30) G.R. No. 92024, November 9, 1990
CONGRESSMAN ENRIQUE T. GARCIA (Second District of Bataan), petitioner, vs. THE
BOARD OF INVESTMENTS, THE DEPARTMENT OF TRADE AND INDUSTRY, LUZON
PETROCHEMICAL CORPORATION, and PILIPINAS SHELL CORPORATION, respondents.

FACTS:
The Bataan Petrochemical Corporation (BPC), which was formed by Taiwanese investors in a
petrochemical project, applied with the BOI for registration as a new domestic producer of
petrochemicals. In its application, it specified Bataan as the plant site and one of the conditions
for registration of the project was the use of "naphtha cracker" and "naphtha" as feedstock or
fuel for its petrochemical plant. The said petrochemical plant was to be a joint venture with
PNOC. The BPC’s application was granted and a certificate of registration was then issued on
February 24, 1988 by the BOI. BPC was given pioneer status and accorded fiscal and other
incentives by BOI such as exemption from taxes on raw materials and repatriation of the entire
proceeds of liquidation investments in currency originally made and at the exchange rate
obtaining at the time of repatriation.
However, in February, 1989, A.T. Chong, the chairman of USI Far East Corporation and the
major investor in BPC, personally delivered to Trade Secretary Jose Concepcion a letter
advising him of BPC's desire to amend the original registration certification of its project by
changing the job site from Limay, Bataan, to Batangas. The reason behind was the insurgency
and unstable labor situation, and the presence in Batangas of a huge liquefied petroleum gas
(LPG) depot owned by the Philippine Shell Corporation.
The petitioner, who is the 2nd district representative of Bataan, vigorously opposed the
proposal. President Aquino also expressed her preference that the plant be established in
Bataan in a conference with the Taiwanese investors, the Secretary of National Defense and
the Chief of Staff of the Armed Forces.
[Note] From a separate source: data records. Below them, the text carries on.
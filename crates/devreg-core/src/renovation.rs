//! Service and repair history recorded against registered devices.

use std::sync::Arc;

use chrono::NaiveDate;
use serde::{Deserialize, Serialize};
use tracing::info;
use utoipa::ToSchema;
use uuid::Uuid;

use crate::device::{Device, DeviceLifecycle};
use crate::error::{RegistryError, Result};
use crate::store::{RenovationStore, StoreError};

/// Maximum length of a renovation description.
pub const MAX_DESCRIPTION_LENGTH: usize = 1000;

/// Renovation identifier (UUID v7, time ordered).
#[derive(Debug, Clone, Copy, PartialEq, Eq, Hash, Serialize, Deserialize, ToSchema)]
#[serde(transparent)]
pub struct RenovationId(pub Uuid);

impl RenovationId {
    /// Generate a fresh identifier.
    #[must_use]
    pub fn new() -> Self {
        Self(Uuid::now_v7())
    }
}

impl Default for RenovationId {
    fn default() -> Self {
        Self::new()
    }
}

/// A renovation as stored, referencing its device by serial number.
#[derive(Debug, Clone, PartialEq, Eq, Serialize, Deserialize)]
pub struct RenovationRecord {
    /// Renovation identifier.
    pub id: RenovationId,
    /// Serial number of the serviced device.
    pub device_serial: String,
    /// What was done.
    pub description: String,
    /// When it was done.
    pub renovation_date: NaiveDate,
}

/// A renovation with its device populated.
#[derive(Debug, Clone, PartialEq, Eq, Serialize, Deserialize, ToSchema)]
pub struct Renovation {
    /// Renovation identifier.
    pub id: RenovationId,
    /// The serviced device.
    pub device: Device,
    /// What was done.
    #[schema(example = "Changed compressor")]
    pub description: String,
    /// When it was done.
    pub renovation_date: NaiveDate,
}

impl Renovation {
    fn from_record(record: RenovationRecord, device: Device) -> Self {
        Self {
            id: record.id,
            device,
            description: record.description,
            renovation_date: record.renovation_date,
        }
    }
}

/// Input for recording a renovation.
#[derive(Debug, Clone, PartialEq, Eq, Serialize, Deserialize, ToSchema)]
#[schema(example = json!({
    "device_serial": "SB1500",
    "description": "Changed compressor",
    "renovation_date": "2024-07-15"
}))]
pub struct NewRenovation {
    /// Serial number of the serviced device.
    pub device_serial: String,
    /// What was done.
    pub description: String,
    /// When it was done.
    pub renovation_date: NaiveDate,
}

/// Append-only renovation history.
#[derive(Clone)]
pub struct RenovationLedger {
    store: Arc<dyn RenovationStore>,
    devices: DeviceLifecycle,
}

impl RenovationLedger {
    /// Create a ledger over a renovation store.
    pub fn new(store: Arc<dyn RenovationStore>, devices: DeviceLifecycle) -> Self {
        Self { store, devices }
    }

    /// Record a renovation against an existing device.
    ///
    /// # Errors
    ///
    /// - [`RegistryError::DeviceNotRegistered`] if the device does not exist
    /// - [`RegistryError::EmptyRenovationDescription`] or
    ///   [`RegistryError::RenovationDescriptionTooLong`] for a bad description
    pub async fn save(&self, spec: NewRenovation) -> Result<Renovation> {
        let device = self.devices.lookup_or_fail(&spec.device_serial).await?;

        let description = spec.description.trim();
        if description.is_empty() {
            return Err(RegistryError::EmptyRenovationDescription);
        }
        let length = description.chars().count();
        if length > MAX_DESCRIPTION_LENGTH {
            return Err(RegistryError::RenovationDescriptionTooLong {
                max: MAX_DESCRIPTION_LENGTH,
                actual: length,
            });
        }

        let record = RenovationRecord {
            id: RenovationId::new(),
            device_serial: device.serial_number.clone(),
            description: description.to_string(),
            renovation_date: spec.renovation_date,
        };
        let record = self.store.insert(record).await.map_err(|err| match err {
            StoreError::DanglingReference { .. } => RegistryError::DeviceNotRegistered,
            other => other.into(),
        })?;

        info!(serial = %device.serial_number, renovation_id = %record.id.0, "renovation recorded");
        Ok(Renovation::from_record(record, device))
    }

    /// All renovations of a device, oldest first.
    ///
    /// # Errors
    ///
    /// [`RegistryError::DeviceNotRegistered`] if the device does not exist.
    pub async fn history(&self, serial: &str) -> Result<Vec<Renovation>> {
        let device = self.devices.lookup_or_fail(serial).await?;
        let mut records = self.store.find_by_device(serial).await?;
        records.sort_by_key(|r| (r.renovation_date, r.id.0));
        Ok(records
            .into_iter()
            .map(|record| Renovation::from_record(record, device.clone()))
            .collect())
    }
}
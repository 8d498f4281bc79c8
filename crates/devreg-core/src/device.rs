//! Device registration, warranty recomputation and removal.
//!
//! Devices are keyed by serial number, which is unique across the whole
//! registry. A device links to the passport covering its serial (when one
//! exists at registration time) and optionally to an owner. Its warranty
//! expiration date is always derived from the purchase date, the linked
//! passport's warranty months and the [`WarrantyPolicy`].

use std::sync::Arc;

use chrono::NaiveDate;
use serde::{Deserialize, Serialize};
use tracing::{debug, info, warn};
use utoipa::ToSchema;

use crate::error::{RegistryError, Result};
use crate::passport::{Passport, PassportId, PassportRegistry};
use crate::store::{DeviceStore, StoreError};
use crate::user::{User, UserId};
use crate::warranty::{MissingPassportPolicy, WarrantyPolicy};

/// A registered device.
#[derive(Debug, Clone, PartialEq, Eq, Serialize, Deserialize, ToSchema)]
#[schema(example = json!({
    "serial_number": "SB1500",
    "purchase_date": "2024-01-01",
    "warranty_expiration_date": "2026-01-01",
    "comment": null,
    "owner": null,
    "passport_id": 1
}))]
pub struct Device {
    /// Globally unique serial number.
    pub serial_number: String,

    /// Date the device was bought.
    pub purchase_date: NaiveDate,

    /// Derived warranty end date.
    pub warranty_expiration_date: NaiveDate,

    /// Free-text note.
    #[serde(default)]
    pub comment: Option<String>,

    /// Owning user, `None` for anonymous devices.
    #[serde(default)]
    pub owner: Option<UserId>,

    /// Passport covering the serial at registration time.
    #[serde(default)]
    pub passport_id: Option<PassportId>,
}

/// Input for registering a device.
#[derive(Debug, Clone, PartialEq, Eq, Serialize, Deserialize, ToSchema)]
#[schema(example = json!({
    "serial_number": "SB1500",
    "purchase_date": "2024-01-01"
}))]
pub struct NewDevice {
    /// Serial number printed on the device.
    pub serial_number: String,

    /// Date the device was bought.
    pub purchase_date: NaiveDate,
}

/// Partial device update. `None` keeps the current value.
#[derive(Debug, Clone, Default, PartialEq, Eq, Serialize, Deserialize, ToSchema)]
#[schema(example = json!({
    "purchase_date": "2024-02-01",
    "comment": "Receipt re-issued by the shop"
}))]
pub struct DevicePatch {
    /// Corrected purchase date. Triggers warranty recomputation.
    #[serde(default)]
    pub purchase_date: Option<NaiveDate>,

    /// New free-text note.
    #[serde(default)]
    pub comment: Option<String>,
}

/// Orchestrates the device lifecycle.
#[derive(Clone)]
pub struct DeviceLifecycle {
    devices: Arc<dyn DeviceStore>,
    passports: PassportRegistry,
    policy: WarrantyPolicy,
}

impl DeviceLifecycle {
    /// Create a lifecycle over a device store and passport registry.
    pub fn new(
        devices: Arc<dyn DeviceStore>,
        passports: PassportRegistry,
        policy: WarrantyPolicy,
    ) -> Self {
        Self {
            devices,
            passports,
            policy,
        }
    }

    /// Guard that a serial number is still free.
    ///
    /// # Errors
    ///
    /// [`RegistryError::DeviceAlreadyExists`] if a device already uses it.
    pub async fn assert_not_registered(&self, serial: &str) -> Result<()> {
        if self.devices.exists_by_serial(serial).await? {
            debug!(serial, "serial number already registered");
            return Err(RegistryError::DeviceAlreadyExists);
        }
        Ok(())
    }

    /// Register a device on behalf of an owner.
    ///
    /// When no passport covers the serial the [`MissingPassportPolicy`]
    /// decides between registering without a passport and refusing.
    ///
    /// # Errors
    ///
    /// - [`RegistryError::InvalidSerialNumber`] for a blank serial
    /// - [`RegistryError::DeviceAlreadyExists`] if the serial is taken
    /// - [`RegistryError::UserNotFound`] if `owner` is `None`
    /// - [`RegistryError::PassportNotFoundForSerial`] under
    ///   [`MissingPassportPolicy::Reject`]
    /// - [`RegistryError::AmbiguousSerialRange`] if passports overlap
    pub async fn register_new_device(
        &self,
        spec: NewDevice,
        owner: Option<&User>,
    ) -> Result<Device> {
        require_serial(&spec.serial_number)?;
        self.assert_not_registered(&spec.serial_number).await?;
        let owner = owner.ok_or(RegistryError::UserNotFound)?;

        let passport = match self.passports.resolve_by_serial(&spec.serial_number).await {
            Ok(passport) => Some(passport),
            Err(RegistryError::PassportNotFoundForSerial(serial))
                if self.policy.missing_passport_policy == MissingPassportPolicy::ZeroWarranty =>
            {
                debug!(serial, "registering device without passport");
                None
            }
            Err(err) => return Err(err),
        };

        let device = self.build(spec, passport.as_ref(), Some(owner.id));
        let device = self.insert(device).await?;
        info!(
            serial = %device.serial_number,
            owner = %owner.id,
            expires = %device.warranty_expiration_date,
            "device registered"
        );
        Ok(device)
    }

    /// Register a device with no owner.
    ///
    /// # Errors
    ///
    /// - [`RegistryError::DeviceAlreadyExists`] if the serial is taken
    /// - [`RegistryError::InvalidSerialNumber`] if the serial is blank or
    ///   resolving its passport fails for any reason
    pub async fn add_anonymous_device(&self, spec: NewDevice) -> Result<Device> {
        require_serial(&spec.serial_number)?;
        self.assert_not_registered(&spec.serial_number).await?;

        let passport = self
            .passports
            .resolve_by_serial(&spec.serial_number)
            .await
            .map_err(|err| {
                warn!(
                    serial = %spec.serial_number,
                    error = %err,
                    "anonymous registration rejected"
                );
                RegistryError::InvalidSerialNumber
            })?;

        let device = self.build(spec, Some(&passport), None);
        let device = self.insert(device).await?;
        info!(
            serial = %device.serial_number,
            passport_id = %passport.id,
            expires = %device.warranty_expiration_date,
            "anonymous device registered"
        );
        Ok(device)
    }

    /// Fetch a device that must exist.
    ///
    /// # Errors
    ///
    /// [`RegistryError::DeviceNotRegistered`] if there is none.
    pub async fn lookup_or_fail(&self, serial: &str) -> Result<Device> {
        self.devices
            .find_by_serial(serial)
            .await?
            .ok_or(RegistryError::DeviceNotRegistered)
    }

    /// Fetch a device, tolerating absence.
    ///
    /// # Errors
    ///
    /// [`RegistryError::Persistence`] if the store cannot be read.
    pub async fn find_by_serial(&self, serial: &str) -> Result<Option<Device>> {
        Ok(self.devices.find_by_serial(serial).await?)
    }

    /// Apply a partial update, recomputing the warranty when the purchase
    /// date is provided.
    ///
    /// # Errors
    ///
    /// [`RegistryError::DeviceNotFound`] if the device does not exist.
    pub async fn update_device(&self, serial: &str, patch: DevicePatch) -> Result<Device> {
        let mut device = self
            .devices
            .find_by_serial(serial)
            .await?
            .ok_or(RegistryError::DeviceNotFound)?;

        if let Some(comment) = patch.comment {
            device.comment = Some(comment);
        }

        if let Some(purchase_date) = patch.purchase_date {
            let passport = match device.passport_id {
                Some(id) => self.passports.find_by_id(id).await?,
                None => None,
            };
            device.purchase_date = purchase_date;
            device.warranty_expiration_date = self.policy.expiration_for(
                purchase_date,
                passport.as_ref(),
                device.owner.is_some(),
            );
        }

        let device = self.devices.save(device).await.map_err(|err| match err {
            StoreError::RowNotFound { .. } => RegistryError::DeviceNotFound,
            other => other.into(),
        })?;
        info!(
            serial = %device.serial_number,
            expires = %device.warranty_expiration_date,
            "device updated"
        );
        Ok(device)
    }

    /// Remove a device. Removing an unknown serial succeeds.
    ///
    /// # Errors
    ///
    /// Any storage failure, typically existing renovations, is reported as
    /// [`RegistryError::DeviceDeleteBlocked`].
    pub async fn delete_device(&self, serial: &str) -> Result<()> {
        match self.devices.delete_by_serial(serial).await {
            Ok(removed) => {
                debug!(serial, removed, "device delete");
                Ok(())
            }
            Err(err) => {
                warn!(serial, error = %err, "device delete blocked");
                Err(RegistryError::DeviceDeleteBlocked)
            }
        }
    }

    fn build(
        &self,
        spec: NewDevice,
        passport: Option<&Passport>,
        owner: Option<UserId>,
    ) -> Device {
        Device {
            warranty_expiration_date: self.policy.expiration_for(
                spec.purchase_date,
                passport,
                owner.is_some(),
            ),
            serial_number: spec.serial_number,
            purchase_date: spec.purchase_date,
            comment: None,
            owner,
            passport_id: passport.map(|p| p.id),
        }
    }

    async fn insert(&self, device: Device) -> Result<Device> {
        self.devices.insert(device).await.map_err(|err| match err {
            StoreError::DuplicateKey { .. } => RegistryError::DeviceAlreadyExists,
            other => other.into(),
        })
    }
}

fn require_serial(serial: &str) -> Result<()> {
    if serial.trim().is_empty() {
        return Err(RegistryError::InvalidSerialNumber);
    }
    Ok(())
}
However, despite speeches in the Senate and House
opposing the Transfer of the project to Batangas, BPC filed on April 11, 1989 its request for
approval of the amendments.
Its application is as follows: "(1) increasing the investment amount from US $220 million to US
$320 million; (2) increasing the production capacity of its naphtha cracker, polythylene plant and
polypropylene plant; (3) changing the feedstock from naphtha only to "naphtha and/or liquefied
petroleum gas;" and (4) transferring the job site from Limay, Bataan, to Batangas. BOI then
approved the revision of the registration of BPC's petrochemical project.
BOI Vice-Chairman Tomas I. Alcantara testifying before the Committee on Ways and Means of
the Senate asserted that although the BOI has taken a public position preferring Bataan over
Batangas as the site of the petrochemical complex, the BOI or the government for that matter
could only recommend as to where the project should be located and it recognizes and respect
the principle that the final choice is still with the proponent who would in the final analysis
provide the funding or risk capital for the project.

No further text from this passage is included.